When using their web-based 3D Virtual Earth tool, I can 'travel' to anywhere in the world and change my view to get a 3D representation of the view from anywhere. My first trip was to my cousin Kyle's house in Cooperstown, at the bottom of the hill that we used to climb when we were kids -- and there it was. With a few more mouse clicks and with a little help from their search bar, I was getting the view of the Himalayas from the top of Mount Everest, seeing the same terrain as what Sir Edmund Hillary saw after scaling the mountain for the first time.

I decided to put the rendered topography to the test and see how accurate it really was. I compared a photo that I took in Glacier National Park to a screen shot of the 3D representation that is displayed on Virtual Earth. See for yourself!

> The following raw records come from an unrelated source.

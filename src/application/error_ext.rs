//! Error conversion helpers for hosting-API and subprocess calls
//!
//! Provides extension traits for cleaner error handling with context.

use std::io;

use crate::application::{ApplicationError, ApplicationResult};
use crate::infrastructure::InfraResult;

/// Extension trait for converting `InfraResult` from a [`RepositoryHost`] call.
///
/// [`RepositoryHost`]: crate::infrastructure::traits::RepositoryHost
pub trait HostResultExt<T> {
    /// Add the action and its target to a hosting-API error.
    ///
    /// # Example
    /// ```ignore
    /// host.default_branch(&token, org, repo)
    ///     .with_host_context("get repository", repo)?;
    /// ```
    fn with_host_context(self, action: &str, target: &str) -> ApplicationResult<T>;
}

impl<T> HostResultExt<T> for InfraResult<T> {
    fn with_host_context(self, action: &str, target: &str) -> ApplicationResult<T> {
        self.map_err(|e| ApplicationError::HostingApi {
            context: format!("{action} {target}"),
            source: Box::new(e),
        })
    }
}

/// Extension trait for converting `io::Result` of a subprocess call.
pub trait IoResultExt<T> {
    /// Add the action and program name to an I/O error.
    fn with_command_context(self, action: &str, program: &str) -> ApplicationResult<T>;
}

impl<T> IoResultExt<T> for io::Result<T> {
    fn with_command_context(self, action: &str, program: &str) -> ApplicationResult<T> {
        self.map_err(|e| ApplicationError::OperationFailed {
            context: format!("{action}: {program}"),
            source: Box::new(e),
        })
    }
}
//! Hosting-platform credential

use std::fmt;

/// Bearer token for the hosting API.
///
/// `Debug` never prints the secret.
#[derive(Clone, PartialEq, Eq)]
pub struct AccessToken(String);

impl AccessToken {
    /// Build a token from raw helper output; blank input yields `None`.
    pub fn parse(raw: &str) -> Option<Self> {
        let trimmed = raw.trim();
        if trimmed.is_empty() {
            None
        } else {
            Some(Self(trimmed.to_string()))
        }
    }

    pub fn secret(&self) -> &str {
        &self.0
    }
}

impl fmt::Debug for AccessToken {
    fn fmt(&self, f: &mut fmt::Formatter<'_>) -> fmt::Result {
        f.write_str("AccessToken(***)")
    }
}
//! Dependency injection

pub mod service_container;

pub use service_container::ServiceContainer;
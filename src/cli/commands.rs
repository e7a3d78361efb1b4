//! Command dispatch

use std::io;
use std::path::Path;

use clap::CommandFactory;
use clap_complete::generate;
use tracing::{debug, instrument};

use crate::application::services::{GeneratedLease, LeaseAction, LeaseRequest};
use crate::cli::args::{Cli, Commands, ConfigCommands, GenerateArgs};
use crate::cli::output;
use crate::cli::{CliError, CliResult};
use crate::config::{global_config_path, Settings};
use crate::exitcode;
use crate::infrastructure::di::ServiceContainer;
use crate::infrastructure::InfraError;

/// Load settings and apply CLI overrides.
pub fn load_settings(cli: &Cli) -> CliResult<Settings> {
    let mut settings = Settings::load(cli.config.as_deref())?;
    if let Some(org) = &cli.org {
        settings.org = org.clone();
    }
    debug!("settings: org={}, api_url={}", settings.org, settings.api_url);
    Ok(settings)
}

/// Run the parsed command line and return the process exit code.
pub fn execute_command(cli: &Cli) -> CliResult<i32> {
    // completion and config paths work without loading settings
    match &cli.command {
        Some(Commands::Completion { shell }) => {
            let mut cmd = Cli::command();
            let name = cmd.get_name().to_string();
            generate(*shell, &mut cmd, name, &mut io::stdout());
            return Ok(exitcode::OK);
        }
        Some(Commands::Config {
            command: ConfigCommands::Path,
        }) => return config_path(cli.config.as_deref()),
        Some(Commands::Config {
            command: ConfigCommands::Init { force },
        }) => return config_init(cli.config.as_deref(), *force),
        _ => {}
    }

    let container = ServiceContainer::new(load_settings(cli)?);
    execute_with(&container, cli.command.as_ref())
}

/// Dispatch against an already wired container.
pub fn execute_with(container: &ServiceContainer, command: Option<&Commands>) -> CliResult<i32> {
    match command {
        None => cmd_generate(container, &GenerateArgs::default()),
        Some(Commands::Generate(args)) => cmd_generate(container, args),
        Some(Commands::Repos) => cmd_repos(container),
        Some(Commands::Envs { repo }) => cmd_envs(container, repo),
        Some(Commands::Config {
            command: ConfigCommands::Show,
        }) => {
            output::info(&container.settings.to_toml()?);
            Ok(exitcode::OK)
        }
        Some(Commands::Config { .. }) | Some(Commands::Completion { .. }) => Err(
            CliError::Usage("command must be run through execute_command".into()),
        ),
    }
}

#[instrument(skip(container))]
fn cmd_generate(container: &ServiceContainer, args: &GenerateArgs) -> CliResult<i32> {
    let request = LeaseRequest {
        repository: args.repo.clone(),
        environment: args.env.clone(),
    };
    let lease = container.lease_service().generate(&request)?;

    if args.print {
        output::info(&lease.command);
        return Ok(exitcode::OK);
    }
    present(&lease);

    let delivery = container.delivery_service();
    let action = if args.copy {
        LeaseAction::Copy
    } else if args.run {
        LeaseAction::Run
    } else {
        delivery.choose_action()?
    };
    debug!("cmd_generate: action={:?}", action);

    match action {
        LeaseAction::Acknowledge => Ok(exitcode::OK),
        LeaseAction::Copy => {
            let tool = delivery.copy_to_clipboard(&lease.command)?;
            output::success(&format!("Copied to clipboard ({tool})"));
            Ok(exitcode::OK)
        }
        LeaseAction::Run => Ok(delivery.run_in_shell(&lease.command)?),
    }
}

fn present(lease: &GeneratedLease) {
    output::detail(&format!("{} / {}", lease.repository, lease.environment));
    output::action("Generated command", &lease.command);
}

fn cmd_repos(container: &ServiceContainer) -> CliResult<i32> {
    for repo in container.lease_service().repositories()? {
        output::info(&repo);
    }
    Ok(exitcode::OK)
}

fn cmd_envs(container: &ServiceContainer, repo: &str) -> CliResult<i32> {
    for env in container.lease_service().environments(repo)? {
        output::info(&env);
    }
    Ok(exitcode::OK)
}

fn config_target(explicit: Option<&Path>) -> CliResult<std::path::PathBuf> {
    match explicit {
        Some(path) => Ok(path.to_path_buf()),
        None => global_config_path()
            .ok_or_else(|| CliError::Usage("cannot determine config directory".into())),
    }
}

fn config_path(explicit: Option<&Path>) -> CliResult<i32> {
    let path = config_target(explicit)?;
    let state = if path.exists() { "exists" } else { "missing" };
    output::info(&format!("{} ({state})", path.display()));
    Ok(exitcode::OK)
}

fn config_init(explicit: Option<&Path>, force: bool) -> CliResult<i32> {
    let path = config_target(explicit)?;
    if path.exists() && !force {
        return Err(CliError::Usage(format!(
            "{} already exists (use --force to overwrite)",
            path.display()
        )));
    }
    if let Some(parent) = path.parent().filter(|p| !p.as_os_str().is_empty()) {
        std::fs::create_dir_all(parent)
            .map_err(|e| InfraError::io(format!("create {}", parent.display()), e))?;
    }
    std::fs::write(&path, Settings::template())
        .map_err(|e| InfraError::io(format!("write {}", path.display()), e))?;
    output::success(&format!("Created {}", path.display()));
    Ok(exitcode::OK)
}
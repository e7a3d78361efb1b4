//! `.weave.yaml` deployment manifest model and database field resolution.
//!
//! Only the parts of the manifest needed to build a lease command are
//! modelled: `deploy.<env>.databases` and `defaults[].env`. Everything
//! else in the document is ignored.

use serde::de::DeserializeOwned;
use serde::{Deserialize, Deserializer};
use serde_yaml::{Mapping, Value};

use crate::domain::error::DomainError;

/// Well-known default key for the database host.
pub const CLOUDSQL_HOST: &str = "CLOUDSQL_HOST";
/// Well-known default key for the database name.
pub const CLOUDSQL_DATABASE: &str = "CLOUDSQL_DATABASE";
/// Well-known default key for the database schema.
pub const CLOUDSQL_SCHEMA: &str = "CLOUDSQL_SCHEMA";

/// One of the three fields a lease command needs.
#[derive(Debug, Clone, Copy, PartialEq, Eq, Hash)]
pub enum DatabaseField {
    Host,
    Database,
    Schema,
}

impl DatabaseField {
    pub const ALL: [DatabaseField; 3] = [Self::Host, Self::Database, Self::Schema];

    /// Key of the database entry in the manifest.
    pub fn entry_key(self) -> &'static str {
        match self {
            Self::Host => "hostname",
            Self::Database => "name",
            Self::Schema => "schema",
        }
    }

    /// Name looked up in the defaults block when the entry omits the field.
    pub fn default_key(self) -> &'static str {
        match self {
            Self::Host => CLOUDSQL_HOST,
            Self::Database => CLOUDSQL_DATABASE,
            Self::Schema => CLOUDSQL_SCHEMA,
        }
    }
}

impl std::fmt::Display for DatabaseField {
    fn fmt(&self, f: &mut std::fmt::Formatter<'_>) -> std::fmt::Result {
        f.write_str(self.entry_key())
    }
}

/// Database entry under `deploy.<env>.databases`.
#[derive(Debug, Clone, Default, PartialEq, Eq, Deserialize)]
#[serde(default)]
pub struct DatabaseEntry {
    #[serde(deserialize_with = "scalar_text")]
    pub hostname: Option<String>,
    #[serde(deserialize_with = "scalar_text")]
    pub name: Option<String>,
    #[serde(deserialize_with = "scalar_text")]
    pub schema: Option<String>,
}

impl DatabaseEntry {
    pub fn field(&self, field: DatabaseField) -> Option<&str> {
        let value = match field {
            DatabaseField::Host => &self.hostname,
            DatabaseField::Database => &self.name,
            DatabaseField::Schema => &self.schema,
        };
        non_empty(value.as_deref())
    }
}

/// Body of `deploy.<env>`.
#[derive(Debug, Clone, Default, PartialEq, Eq, Deserialize)]
#[serde(default)]
pub struct DeployTarget {
    #[serde(deserialize_with = "sequence_or_empty")]
    pub databases: Vec<DatabaseEntry>,
}

/// `{name, value}` pair in a defaults block.
#[derive(Debug, Clone, Default, PartialEq, Eq, Deserialize)]
#[serde(default)]
pub struct EnvVar {
    #[serde(deserialize_with = "scalar_text")]
    pub name: Option<String>,
    #[serde(deserialize_with = "scalar_text")]
    pub value: Option<String>,
}

/// Entry of the top-level `defaults` sequence.
#[derive(Debug, Clone, Default, PartialEq, Eq, Deserialize)]
#[serde(default)]
pub struct DefaultsBlock {
    #[serde(deserialize_with = "sequence_or_empty")]
    pub env: Vec<EnvVar>,
}

/// Named deployment environment, in document order.
#[derive(Debug, Clone, PartialEq, Eq)]
pub struct Environment {
    pub name: String,
    pub target: DeployTarget,
}

/// Fully resolved connection parameters.
#[derive(Debug, Clone, PartialEq, Eq)]
pub struct DatabaseParams {
    pub host: String,
    pub name: String,
    pub schema: String,
}

/// Why an environment could not be turned into [`DatabaseParams`].
#[derive(Debug, Clone, PartialEq, Eq)]
pub enum ResolveError {
    UnknownEnvironment(String),
    Unresolved {
        environment: String,
        missing: Vec<DatabaseField>,
    },
}

#[derive(Debug, Default, Deserialize)]
#[serde(default)]
struct RawManifest {
    #[serde(deserialize_with = "mapping_or_empty")]
    deploy: Mapping,
    #[serde(deserialize_with = "sequence_or_empty")]
    defaults: Vec<DefaultsBlock>,
}

/// Parsed deployment manifest.
#[derive(Debug, Clone, Default, PartialEq, Eq)]
pub struct Manifest {
    environments: Vec<Environment>,
    defaults: Vec<DefaultsBlock>,
}

impl Manifest {
    /// Parse manifest YAML.
    ///
    /// Merge keys (`<<: *anchor`) are expanded before anything is read.
    /// An empty document yields a manifest without environments. Values of
    /// the wrong shape (a scalar where a mapping or sequence belongs) count
    /// as absent, so resolution falls back to the defaults block.
    pub fn parse(text: &str) -> Result<Self, DomainError> {
        if text.trim().is_empty() {
            return Ok(Self::default());
        }
        let mut value: Value = serde_yaml::from_str(text).map_err(invalid)?;
        value.apply_merge().map_err(invalid)?;
        let raw: RawManifest = match value {
            Value::Mapping(_) => serde_yaml::from_value(value).map_err(invalid)?,
            _ => RawManifest::default(),
        };

        let mut environments = Vec::new();
        for (key, body) in raw.deploy {
            let name = scalar_to_text(&key).ok_or_else(|| DomainError::InvalidManifest {
                message: format!("deploy key is not a scalar: {key:?}"),
            })?;
            let target = serde_yaml::from_value(body).unwrap_or_default();
            environments.push(Environment { name, target });
        }

        Ok(Self {
            environments,
            defaults: raw.defaults,
        })
    }

    /// Environment names in document order.
    pub fn environment_names(&self) -> Vec<&str> {
        self.environments.iter().map(|e| e.name.as_str()).collect()
    }

    pub fn environment(&self, name: &str) -> Option<&Environment> {
        self.environments.iter().find(|e| e.name == name)
    }

    /// First database entry of an environment; later entries are ignored.
    pub fn database(&self, environment: &str) -> Option<&DatabaseEntry> {
        self.environment(environment)?.target.databases.first()
    }

    /// Value of the first `defaults[0].env` pair named `key`.
    pub fn default_value(&self, key: &str) -> Option<&str> {
        let block = self.defaults.first()?;
        let var = block
            .env
            .iter()
            .find(|v| v.name.as_deref() == Some(key))?;
        non_empty(var.value.as_deref())
    }

    /// Resolve one field: database entry first, defaults block second.
    pub fn resolve_field(&self, environment: &str, field: DatabaseField) -> Option<&str> {
        self.database(environment)
            .and_then(|db| db.field(field))
            .or_else(|| self.default_value(field.default_key()))
    }

    /// Resolve host, name and schema for an environment.
    ///
    /// Fails unless all three resolve to non-empty text.
    pub fn resolve(&self, environment: &str) -> Result<DatabaseParams, ResolveError> {
        if self.environment(environment).is_none() {
            return Err(ResolveError::UnknownEnvironment(environment.to_string()));
        }

        let host = self.resolve_field(environment, DatabaseField::Host);
        let name = self.resolve_field(environment, DatabaseField::Database);
        let schema = self.resolve_field(environment, DatabaseField::Schema);

        match (host, name, schema) {
            (Some(host), Some(name), Some(schema)) => Ok(DatabaseParams {
                host: host.to_string(),
                name: name.to_string(),
                schema: schema.to_string(),
            }),
            _ => Err(ResolveError::Unresolved {
                environment: environment.to_string(),
                missing: DatabaseField::ALL
                    .into_iter()
                    .filter(|f| self.resolve_field(environment, *f).is_none())
                    .collect(),
            }),
        }
    }
}

fn invalid(e: serde_yaml::Error) -> DomainError {
    DomainError::InvalidManifest {
        message: e.to_string(),
    }
}

fn non_empty(value: Option<&str>) -> Option<&str> {
    value.filter(|v| !v.is_empty())
}

fn scalar_to_text(value: &Value) -> Option<String> {
    match value {
        Value::String(s) => Some(s.clone()),
        Value::Number(n) => Some(n.to_string()),
        Value::Bool(b) => Some(b.to_string()),
        _ => None,
    }
}

/// Accept any YAML scalar as text; mappings, sequences and null become `None`.
fn scalar_text<'de, D>(deserializer: D) -> Result<Option<String>, D::Error>
where
    D: Deserializer<'de>,
{
    let value = Value::deserialize(deserializer)?;
    Ok(scalar_to_text(&value))
}

/// Items of a sequence; anything else is empty. Items of the wrong shape
/// become `T::default()` so positions are kept.
fn sequence_or_empty<'de, D, T>(deserializer: D) -> Result<Vec<T>, D::Error>
where
    D: Deserializer<'de>,
    T: Default + DeserializeOwned,
{
    match Value::deserialize(deserializer)? {
        Value::Sequence(items) => Ok(items
            .into_iter()
            .map(|item| serde_yaml::from_value(item).unwrap_or_default())
            .collect()),
        _ => Ok(Vec::new()),
    }
}

fn mapping_or_empty<'de, D>(deserializer: D) -> Result<Mapping, D::Error>
where
    D: Deserializer<'de>,
{
    match Value::deserialize(deserializer)? {
        Value::Mapping(mapping) => Ok(mapping),
        _ => Ok(Mapping::new()),
    }
}
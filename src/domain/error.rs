//! Domain-level errors (no external dependencies)

use thiserror::Error;

use crate::domain::flow::LeaseStage;

/// Domain errors represent business logic violations.
/// These are independent of infrastructure concerns.
#[derive(Error, Debug, Clone, PartialEq, Eq)]
pub enum DomainError {
    #[error("invalid manifest: {message}")]
    InvalidManifest { message: String },

    #[error("invalid flow transition: {from} -> {to}")]
    InvalidTransition { from: LeaseStage, to: LeaseStage },

    #[error("flow already stopped at {0}")]
    FlowStopped(LeaseStage),
}
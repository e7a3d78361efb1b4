//! Lease generation flow as an explicit state machine.
//!
//! ```text
//! Idle -> TokenResolved -> RepoListed -> RepoChosen -> ManifestFetched
//!      -> EnvListed -> EnvChosen -> FieldsResolved -> CommandPresented
//! ```
//!
//! `TokenResolved -> RepoChosen` is allowed when the repository was given
//! up front. Any stage can halt; a halted flow accepts no further moves.

use std::fmt;

use crate::domain::error::DomainError;
use crate::domain::manifest::DatabaseField;

#[derive(Debug, Clone, Copy, PartialEq, Eq, Hash)]
pub enum LeaseStage {
    Idle,
    TokenResolved,
    RepoListed,
    RepoChosen,
    ManifestFetched,
    EnvListed,
    EnvChosen,
    FieldsResolved,
    CommandPresented,
}

impl LeaseStage {
    pub fn can_advance_to(self, next: LeaseStage) -> bool {
        use LeaseStage::*;
        matches!(
            (self, next),
            (Idle, TokenResolved)
                | (TokenResolved, RepoListed)
                | (TokenResolved, RepoChosen)
                | (RepoListed, RepoChosen)
                | (RepoChosen, ManifestFetched)
                | (ManifestFetched, EnvListed)
                | (EnvListed, EnvChosen)
                | (EnvChosen, FieldsResolved)
                | (FieldsResolved, CommandPresented)
        )
    }
}

impl fmt::Display for LeaseStage {
    fn fmt(&self, f: &mut fmt::Formatter<'_>) -> fmt::Result {
        let name = match self {
            Self::Idle => "idle",
            Self::TokenResolved => "token-resolved",
            Self::RepoListed => "repo-listed",
            Self::RepoChosen => "repo-chosen",
            Self::ManifestFetched => "manifest-fetched",
            Self::EnvListed => "env-listed",
            Self::EnvChosen => "env-chosen",
            Self::FieldsResolved => "fields-resolved",
            Self::CommandPresented => "command-presented",
        };
        f.write_str(name)
    }
}

/// Why the flow stopped before presenting a command.
#[derive(Debug, Clone, PartialEq, Eq)]
pub enum HaltReason {
    MissingCredential,
    NoRepositories {
        org: String,
    },
    ManifestNotFound {
        repository: String,
        path: String,
    },
    NoEnvironments {
        path: String,
    },
    UnknownEnvironment {
        environment: String,
        path: String,
    },
    UnresolvedDatabase {
        environment: String,
        path: String,
        missing: Vec<DatabaseField>,
    },
    /// A picker was dismissed. Not reported to the user.
    Cancelled,
}

impl HaltReason {
    /// User-facing message; `None` for silent halts.
    pub fn message(&self) -> Option<String> {
        let msg = match self {
            Self::MissingCredential => {
                "Could not retrieve GitHub token. Please run `gh auth login` first.".to_string()
            }
            Self::NoRepositories { org } => format!("No repos found for org {org}"),
            Self::ManifestNotFound { repository, path } => {
                format!("{path} not found in {repository}")
            }
            Self::NoEnvironments { path } => format!("No environments found in {path}"),
            Self::UnknownEnvironment { environment, path } => {
                format!("Environment {environment} not found in {path}")
            }
            Self::UnresolvedDatabase {
                environment,
                path,
                missing,
            } => {
                let missing: Vec<&str> = missing.iter().map(|f| f.entry_key()).collect();
                format!(
                    "Could not extract database info from {path} for {environment} (missing: {})",
                    missing.join(", ")
                )
            }
            Self::Cancelled => return None,
        };
        Some(msg)
    }

    pub fn is_silent(&self) -> bool {
        matches!(self, Self::Cancelled)
    }
}

/// Terminal "reported and stopped" state.
#[derive(Debug, Clone, PartialEq, Eq)]
pub struct Halt {
    /// Last stage reached before stopping
    pub stage: LeaseStage,
    pub reason: HaltReason,
}

impl fmt::Display for Halt {
    fn fmt(&self, f: &mut fmt::Formatter<'_>) -> fmt::Result {
        match self.reason.message() {
            Some(msg) => f.write_str(&msg),
            None => write!(f, "cancelled at {}", self.stage),
        }
    }
}

/// Tracks the current stage of one invocation.
#[derive(Debug, Clone, PartialEq, Eq)]
pub struct LeaseFlow {
    stage: LeaseStage,
    halted: bool,
}

impl Default for LeaseFlow {
    fn default() -> Self {
        Self::new()
    }
}

impl LeaseFlow {
    pub fn new() -> Self {
        Self {
            stage: LeaseStage::Idle,
            halted: false,
        }
    }

    pub fn stage(&self) -> LeaseStage {
        self.stage
    }

    pub fn is_halted(&self) -> bool {
        self.halted
    }

    pub fn advance(&mut self, next: LeaseStage) -> Result<(), DomainError> {
        if self.halted {
            return Err(DomainError::FlowStopped(self.stage));
        }
        if !self.stage.can_advance_to(next) {
            return Err(DomainError::InvalidTransition {
                from: self.stage,
                to: next,
            });
        }
        self.stage = next;
        Ok(())
    }

    /// Stop at the current stage.
    pub fn halt(&mut self, reason: HaltReason) -> Halt {
        self.halted = true;
        Halt {
            stage: self.stage,
            reason,
        }
    }
}

#[cfg(test)]
mod tests {
    use super::*;
    use rstest::rstest;

    #[test]
    fn given_new_flow_when_walking_happy_path_then_reaches_command_presented() {
        let mut flow = LeaseFlow::new();
        for next in [
            LeaseStage::TokenResolved,
            LeaseStage::RepoListed,
            LeaseStage::RepoChosen,
            LeaseStage::ManifestFetched,
            LeaseStage::EnvListed,
            LeaseStage::EnvChosen,
            LeaseStage::FieldsResolved,
            LeaseStage::CommandPresented,
        ] {
            flow.advance(next).unwrap();
        }
        assert_eq!(flow.stage(), LeaseStage::CommandPresented);
    }

    #[rstest]
    #[case(LeaseStage::Idle, LeaseStage::RepoListed)]
    #[case(LeaseStage::RepoListed, LeaseStage::ManifestFetched)]
    #[case(LeaseStage::EnvListed, LeaseStage::FieldsResolved)]
    #[case(LeaseStage::CommandPresented, LeaseStage::Idle)]
    fn given_skipped_stage_when_advancing_then_rejected(
        #[case] from: LeaseStage,
        #[case] to: LeaseStage,
    ) {
        assert!(!from.can_advance_to(to));
    }

    #[test]
    fn given_preselected_repo_when_advancing_then_listing_can_be_skipped() {
        assert!(LeaseStage::TokenResolved.can_advance_to(LeaseStage::RepoChosen));
    }

    #[test]
    fn given_halted_flow_when_advancing_then_fails() {
        let mut flow = LeaseFlow::new();
        flow.advance(LeaseStage::TokenResolved).unwrap();
        let halt = flow.halt(HaltReason::NoRepositories { org: "o".into() });

        assert_eq!(halt.stage, LeaseStage::TokenResolved);
        assert_eq!(
            flow.advance(LeaseStage::RepoListed),
            Err(DomainError::FlowStopped(LeaseStage::TokenResolved))
        );
    }

    #[test]
    fn given_cancelled_when_asking_for_message_then_silent() {
        assert!(HaltReason::Cancelled.message().is_none());
        assert!(HaltReason::Cancelled.is_silent());
    }

    #[test]
    fn given_unresolved_database_when_formatting_then_lists_missing_fields() {
        let reason = HaltReason::UnresolvedDatabase {
            environment: "dev".into(),
            path: ".weave.yaml".into(),
            missing: vec![DatabaseField::Schema],
        };
        assert_eq!(
            reason.message().unwrap(),
            "Could not extract database info from .weave.yaml for dev (missing: schema)"
        );
    }
}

This is a photo I took at the
Many Glacier Hotel in
Glacier National Park, Montana


This is Microsoft Virtual Earth's
3D representation of the same location

3D rendering has been around for a long time, but not with the convenience, speed, and apparent accuracy of Microsoft Virtual Earth. I envision this to improve over time, eventually to a point when we can play a game like Chuck Yeager's Air Combat (remember that one?) and have a photo-quality 3D picture of what our world looks like with terrain and buildings included.